Weber suggests that it’s not practical to expect commercial insurance agents to explain these intricacies to consumers.

“If you go see an agent, they’re not going to spend an hour and a half with you,” he said. “They just can’t afford that. If you’re really in need of education, the navigator is really going to be your best bet.”

(Insurance agents and brokers disagree, saying that they do a much better job of helping people get proper coverage than do the insurance navigators or assisters. Here’s a related GHN article.)

Nearly 500,000 Georgians signed up for exchange plans for 2017, with many of them getting help from navigators to enroll.

Health insurance navigators play a vital role by educating consumers, increasing health insurance literacy, and facilitating enrollment, said Cindy Zeldin of Georgians for a Healthy Future.

“Consumers who work with an in-person enrollment assister are far more likely to enroll in coverage, and having them as a resource in the community has made a complicated process easier for thousands of Georgians,’’ she said. “Additionally, at open enrollment time many consumers need to switch plans either to save money or because the plan offerings change from year to year. Navigators help make sure these consumers don’t fall through the cracks or end up uninsured as they work through this process.”

So long as there is an ACA marketplace to navigate, Weber and his peers will most likely be around, guiding people through the process of buying insurance. But that could change if the marketplace is dismantled.

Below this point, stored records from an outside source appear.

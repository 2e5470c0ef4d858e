use axum::{
    Json, Router,
    extract::State,
    http::StatusCode,
    routing::{get, put},
};
use uuid::Uuid;

use crate::{
    dto::orders::{CreateOrderRequest, OrderList, OrderView, UpdateOrderStatusRequest},
    error::AppResult,
    extract::{AppJson, AppPath},
    middleware::auth::{AdminUser, AuthUser},
    models::Order,
    response::ApiResponse,
    services::order_service,
    state::AppState,
};

pub fn router() -> Router<AppState> {
    Router::new()
        .route("/", get(list_all_orders).post(create_order))
        .route("/myorders", get(list_my_orders))
        .route("/{id}", get(get_order))
        .route("/{id}/status", put(update_order_status))
}

#[utoipa::path(
    post,
    path = "/api/orders",
    request_body = CreateOrderRequest,
    responses(
        (status = 201, description = "Order placed", body = ApiResponse<Order>),
        (status = 400, description = "Invalid line items"),
        (status = 404, description = "A referenced product does not exist")
    ),
    security(("bearer_auth" = [])),
    tag = "Orders"
)]
pub async fn create_order(
    State(state): State<AppState>,
    user: AuthUser,
    AppJson(payload): AppJson<CreateOrderRequest>,
) -> AppResult<(StatusCode, Json<ApiResponse<Order>>)> {
    let resp = order_service::create_order(&state, &user, payload).await?;
    Ok((StatusCode::CREATED, Json(resp)))
}

#[utoipa::path(
    get,
    path = "/api/orders",
    responses(
        (status = 200, description = "All orders (admin only)", body = ApiResponse<OrderList>),
        (status = 403, description = "Forbidden")
    ),
    security(("bearer_auth" = [])),
    tag = "Orders"
)]
pub async fn list_all_orders(
    State(state): State<AppState>,
    AdminUser(user): AdminUser,
) -> AppResult<Json<ApiResponse<OrderList>>> {
    let resp = order_service::list_all_orders(&state, &user).await?;
    Ok(Json(resp))
}

#[utoipa::path(
    get,
    path = "/api/orders/myorders",
    responses(
        (status = 200, description = "Orders of the current user", body = ApiResponse<OrderList>)
    ),
    security(("bearer_auth" = [])),
    tag = "Orders"
)]
pub async fn list_my_orders(
    State(state): State<AppState>,
    user: AuthUser,
) -> AppResult<Json<ApiResponse<OrderList>>> {
    let resp = order_service::list_user_orders(&state, &user).await?;
    Ok(Json(resp))
}

#[utoipa::path(
    get,
    path = "/api/orders/{id}",
    params(
        ("id" = Uuid, Path, description = "Order ID")
    ),
    responses(
        (status = 200, description = "Order visible to its owner or an admin", body = ApiResponse<OrderView>),
        (status = 403, description = "Forbidden"),
        (status = 404, description = "Order not found")
    ),
    security(("bearer_auth" = [])),
    tag = "Orders"
)]
pub async fn get_order(
    State(state): State<AppState>,
    user: AuthUser,
    AppPath(id): AppPath<Uuid>,
) -> AppResult<Json<ApiResponse<OrderView>>> {
    let resp = order_service::get_order(&state, &user, id).await?;
    Ok(Json(resp))
}

#[utoipa::path(
    put,
    path = "/api/orders/{id}/status",
    params(
        ("id" = Uuid, Path, description = "Order ID")
    ),
    request_body = UpdateOrderStatusRequest,
    responses(
        (status = 200, description = "Status overwritten", body = ApiResponse<Order>),
        (status = 403, description = "Forbidden"),
        (status = 404, description = "Order not found"),
    ),
    security(("bearer_auth" = [])),
    tag = "Orders"
)]
pub async fn update_order_status(
    State(state): State<AppState>,
    AdminUser(user): AdminUser,
    AppPath(id): AppPath<Uuid>,
    AppJson(payload): AppJson<UpdateOrderStatusRequest>,
) -> AppResult<Json<ApiResponse<Order>>> {
    let resp = order_service::update_order_status(&state, &user, id, payload).await?;
    Ok(Json(resp))
}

For now, Insure Georgia has navigators covering all 159 of the state’s counties. The organization (through Community Health Works) received $2.2 million in federal funding for navigators in 2016.

Federal grants make up most of the organization’s funding, and allow them to continue their outreach and education work even when open enrollment is closed.

“Our goal is to make sure that Georgians understand the health care law, and the options to get coverage for themselves and their families,” said Marc Jenkins, an Insure Georgia outreach coordinator.

Thinking about their own futures

Insure Georgia navigators travel widely, including to sites that aren’t actual health facilities. For example, they go to libraries and other locations where volunteers help with tax preparation. The navigators help people figure out how tax credits can help offset the cost of health insurance bought through the exchanges.

With talk of repeal in the air on Capitol Hill, tension is building for the navigators. A recent plan to scrap the ACA fell apart in the U.S. House, but congressional Republicans and President Trump say they are still committed to overhauling the current system.

For people like Weber, that means job insecurity. “I don’t really know what’s going to happen. I could go away entirely. No one knows,” Weber said. “For younger navigators, if they made a commitment from a career standpoint, it must be a great deal of consternation there.”

Jenkins shares the uncertainty.

“There is a little bit of apprehension,” he said. “But that is just because people don’t know what’s coming next.”

Jenkins insists that Insure Georgia will find some way to keep the service going whatever happens. “We definitely are slated to continue the work we do in the community, no matter what new legislation comes out,” he said.

But that would be difficult, according to fellow navigator Malone. “The navigator program is [paid for] through federal funding,” she said. “If we lose that, then I would be out of a job.”

Whatever happens, consumers will still need help, Jenkins said.

“Once the new legislation comes out . . . [if it comes out], there will be a frenzy,” he said. “There will be lots of people who don’t understand the new system. There will people who have questions. We’re definitely going to be needed in that capacity.”

Jim Lichtenwalter is a writer and reporter from Alpharetta who contributes to Georgia Health News.